Just between friends. This is the moment.… The dividend is legal and it has a venue and the only thing they are supposed to do is protect investors. No one can lose a penny on this. And the Computershare transfer agent can ultimately hold the dividend FBO and can accept liquidating transactions.

PATRICK: Thanks man. I am in Indonesia and have not even had reception for four days. Papua.

Best scuba diving I have ever seen in my life. Now I’m going surfing for a week…

I will forward your thoughts to [OVERSTOCK MANAGEMENT]. They seem smart.

Thank you for giving [my economist-advisor] your advice about things.

HUGGY BEAR: Bro. Thank you for responding. But as friends I’m telling u I know u still have a significant stake in ostk and tZERO….. If we can’t do something we have already done with their [the SEC’s] approval then it calls the whole progress of tZERO into question. They [the SEC] will quagmire this thing til eternity. I know ur chiillin and u deserve it. But someone has to tell them to stand up straight to these motherfuckers [the SEC].

PATRICK: I will do so. What makes you think there is a bunch of pressure about the postponement? What do you know? Please fill me in on everything you know about that.

HUGGY BEAR: I am hearing chatter from big brokers that they’re not concerned about the div because there’s “no way” SEC is letting it happen. Instead of figuring out how to adapt they r relying on big brother to bail them out.

Some of my favorite reorg guys are telling me no one believes the SEC is going to allow this to fly.

I don’t KNOW anything other than my gut.

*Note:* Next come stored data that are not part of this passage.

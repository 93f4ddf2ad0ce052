use crate::errors::{LedgerError, Result};

use super::record::{FinancialRecord, DEFAULT_ZAKAT_RATE};

pub const INVALID_PROFIT_MESSAGE: &str = "Please enter a valid profit amount";
pub const AMOUNT_TOO_LARGE_MESSAGE: &str = "Amounts are too large to record";

/// The editable input fields. Profit and sadaka keep the raw text the user
/// typed; they are only parsed when the form is submitted.
#[derive(Debug, Clone, PartialEq)]
pub struct EntryForm {
    pub profit: String,
    zakat_rate: f64,
    pub sadaka: String,
}

/// Parsed, validated form values ready to become a record.
#[derive(Debug, Clone, Copy, PartialEq)]
pub struct EntryValues {
    pub profit: f64,
    pub zakat_rate: f64,
    pub sadaka: f64,
}

impl EntryForm {
    pub fn blank(default_rate: f64) -> Self {
        Self {
            profit: String::new(),
            zakat_rate: default_rate,
            sadaka: "0".into(),
        }
    }

    pub fn from_record(record: &FinancialRecord) -> Self {
        Self {
            profit: record.profit.to_string(),
            zakat_rate: record.zakat_rate,
            sadaka: record.sadaka.to_string(),
        }
    }

    pub fn zakat_rate(&self) -> f64 {
        self.zakat_rate
    }

    pub fn set_profit(&mut self, raw: &str) {
        self.profit = raw.trim().to_string();
    }

    pub fn set_sadaka(&mut self, raw: &str) {
        self.sadaka = raw.trim().to_string();
    }

    /// Accepts a percentage between 0 and 100.
    pub fn set_zakat_rate(&mut self, raw: &str) -> Result<()> {
        self.zakat_rate = parse_rate(raw)?;
        Ok(())
    }

    pub fn reset(&mut self, default_rate: f64) {
        *self = Self::blank(default_rate);
    }

    /// Validates the fields: profit must parse and be positive, sadaka must be
    /// blank or a non-negative number.
    pub fn values(&self) -> Result<EntryValues> {
        let profit = parse_amount(&self.profit)
            .filter(|profit| *profit > 0.0)
            .ok_or_else(|| LedgerError::Validation(INVALID_PROFIT_MESSAGE.into()))?;
        let sadaka = if self.sadaka.trim().is_empty() {
            0.0
        } else {
            parse_amount(&self.sadaka)
                .filter(|sadaka| *sadaka >= 0.0)
                .ok_or_else(|| {
                    LedgerError::Validation("Please enter a valid sadaka amount".into())
                })?
        };
        Ok(EntryValues {
            profit,
            zakat_rate: self.zakat_rate,
            sadaka,
        })
    }
}

impl Default for EntryForm {
    fn default() -> Self {
        Self::blank(DEFAULT_ZAKAT_RATE)
    }
}

pub fn parse_amount(raw: &str) -> Option<f64> {
    raw.trim()
        .replace(',', "")
        .parse::<f64>()
        .ok()
        .filter(|value| value.is_finite())
}

pub fn parse_rate(raw: &str) -> Result<f64> {
    parse_amount(raw)
        .filter(|rate| (0.0..=100.0).contains(rate))
        .ok_or_else(|| {
            LedgerError::Validation(format!(
                "Zakat rate must be a percentage between 0 and 100, got `{}`",
                raw.trim()
            ))
        })
}

#[cfg(test)]
mod tests {
    use super::*;

    #[test]
    fn rejects_zero_and_non_numeric_profit() {
        let mut form = EntryForm::default();
        for raw in ["", "0", "-10", "abc", "NaN"] {
            form.set_profit(raw);
            let err = form.values().expect_err("invalid profit");
            assert_eq!(err.to_string(), INVALID_PROFIT_MESSAGE);
        }
    }

    #[test]
    fn blank_sadaka_counts_as_zero() {
        let mut form = EntryForm::default();
        form.set_profit("1,250.50");
        form.set_sadaka("");
        let values = form.values().expect("valid form");
        assert_eq!(values.profit, 1250.5);
        assert_eq!(values.sadaka, 0.0);
        assert_eq!(values.zakat_rate, DEFAULT_ZAKAT_RATE);
    }

    #[test]
    fn negative_sadaka_is_rejected() {
        let mut form = EntryForm::default();
        form.set_profit("100");
        form.set_sadaka("-5");
        assert!(matches!(form.values(), Err(LedgerError::Validation(_))));
    }

    #[test]
    fn rate_outside_percentage_range_is_rejected() {
        let mut form = EntryForm::default();
        assert!(form.set_zakat_rate("101").is_err());
        assert!(form.set_zakat_rate("x").is_err());
        assert_eq!(form.zakat_rate(), DEFAULT_ZAKAT_RATE);
        form.set_zakat_rate("3").expect("valid rate");
        assert_eq!(form.zakat_rate(), 3.0);
    }

    #[test]
    fn reset_restores_default_rate() {
        let mut form = EntryForm::blank(2.5);
        form.set_profit("10");
        form.set_zakat_rate("7").expect("rate");
        form.reset(2.5);
        assert_eq!(form, EntryForm::blank(2.5));
    }
}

And it tells me they r expecting a bail out.

And if ya ask me if the new leadership caves to ANY postponement OSTK is $10 and we never get another bite at this. If someone has a backbone and stands tall OSTK is $48 by Friday and every pub[lic] co[mpany] on the street will be at tzeros door asking to do the same thing for them…. If [Overstock management] thinks they can play nice with the regulators when we are well within our right… We cannot be prohibited from doing something they have already allowed us to do…

PATRICK: What is a reorg guy?

HUGGY BEAR: Back office. They handle reorganizations. Dividends Splits special distributions symbol change etc. they clean up all the slop.

PATRICK: c. derpcapture [“See deepcapture”: I had written “Philosophy, Poker, & Pigeons” and posted it that weekend]

HUGGY BEAR: Excellent piece. Hopefully [management] stiffens backbone and charges forward instead of relenting… this is a watershed moment. You have told me many times when my emotions overcame my reasoning… let’s not die on this hill. My friend this is the hill.

There is a window from November to May to educate the shareholders and their brokers. For anyone who doesn’t approach tZERO and set up a wallet the Transfer agent can hold the digital dividend in safe keeping until the rightful owners collect them….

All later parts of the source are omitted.